Variability is inherent and fundamental in sports. Imagine a world with no variability between athletes? Every race would end in a dead-heat, every game in a draw. No two athletes always perform exactly the same and physiological measurements taken on athletes vary. One of the big challenges in sports science is the ability to analyse and model data correctly in an objective manner. Without an objective approach to the analysis of data all that is left is personal opinion.
Statistics, the (data) science of uncertainty, provides such an objective framework. It deals with the collection, analysis, interpretation and presentation of data. It provides the logical framework to understand variability.
The proper application of statistics will provide answers to many open questions in the rapidly evolving field of big data in sports science such as soft tissue injury prediction, training load optimisation, evidence-based recovery strategies and the avoidance of excessive fatigue. Ultimately this can reduce games lost and extend athlete careers.
The first step in all such analyses is to use dynamic visualisation to enable the scientists to get a feel for their data, to highlight any unsuspected views and to provide a suitable method to assess the validity of potential modelling strategies. A picture is worth a thousand numbers.
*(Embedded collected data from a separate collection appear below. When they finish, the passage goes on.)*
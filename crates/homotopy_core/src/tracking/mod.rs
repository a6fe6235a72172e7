//! Path tracking: predictor, corrector and the stepping loop around them.

pub mod config;
pub mod corrector;
pub mod events;
pub mod observers;
pub mod predictor;
pub mod tracker;

use serde::{Deserialize, Serialize};

pub use config::{NewtonConfig, PrecisionMode, Predictor, SteppingConfig, TrackerConfig};
pub use events::{StepSnapshot, TrackingEvent};
pub use observers::{GoryDetailLogger, Observer, PathAccumulator, PrecisionAccumulator, StepFailCounter};
pub use tracker::{PathPoint, Tracker, TrackingResult};

/// Numerical outcome of a step, a correction or a whole path.
#[derive(Debug, Clone, Copy, PartialEq, Eq, Hash, Serialize, Deserialize)]
pub enum SuccessCode {
    Success,
    HigherPrecisionNecessary,
    MatrixSolveFailure,
    FailedToConverge,
    GoingToInfinity,
    PrecisionBoundExceeded,
    MaxNumStepsTaken,
    MinStepSizeReached,
    SingularStartPoint,
    ExternallyTerminated,
}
The next step involves using the data to build a statistical model that successfully captures the signal of interest, but is no more complex than necessary. For example, suppose we are interested in why some athletes experience a soft tissue injury in training while other similar athletes, undergoing the same training regime, do not? The outcome of interest is soft tissue injury, predicted as yes or no. It is known that soft tissue injury occurrence is related to, amongst other things, the age of the athlete, the number of previous injuries, nutritional status and acute training loads. Other sources of potentially useful numeric data include an athlete’s sleep log, muscle soreness rating and mood state, and non-numeric (unstructured) data such as a sport scientist’s training diary and a clinician’s case notes.
Such data sources are the building blocks for developing a useful, fit for purpose, statistical model. They all partially explain the occurrence of soft tissue injury and contribute to the signal the model aims to capture. The fact that similar athletes can manage different training loads, that some athletes appear ageless, that some have acute biomarker responses, and that training conditions often change, are all factors that may explain soft tissue injury. These factors are not easily captured as data sources and as such encapsulate athlete to athlete variability (i.e. noise) that cannot be explained by the model.
The goal of the model is to successfully separate the signal of interest from unexplainable athlete-to-athlete noise. Models that are too simple fail to identify important data signals. Models that are too complex, perhaps using some unnecessary data sources, ‘overfit’ the data, that is they mistakenly identify unexplainable athlete-to-athlete noise as useful signals. The predictive power of an overfitted model will appear excellent when used on the sample of athletes on which the data was collected, but it will be disappointingly poor when applied to new (unseen) data.
The trade-off is being able to identify, amongst all the data sources available, the most parsimonious subset that best captures the signal, without including unnecessary noise variables, while still maintaining enough complexity to achieve the maximum predictive power in future unseen data. This is the game that statisticians play.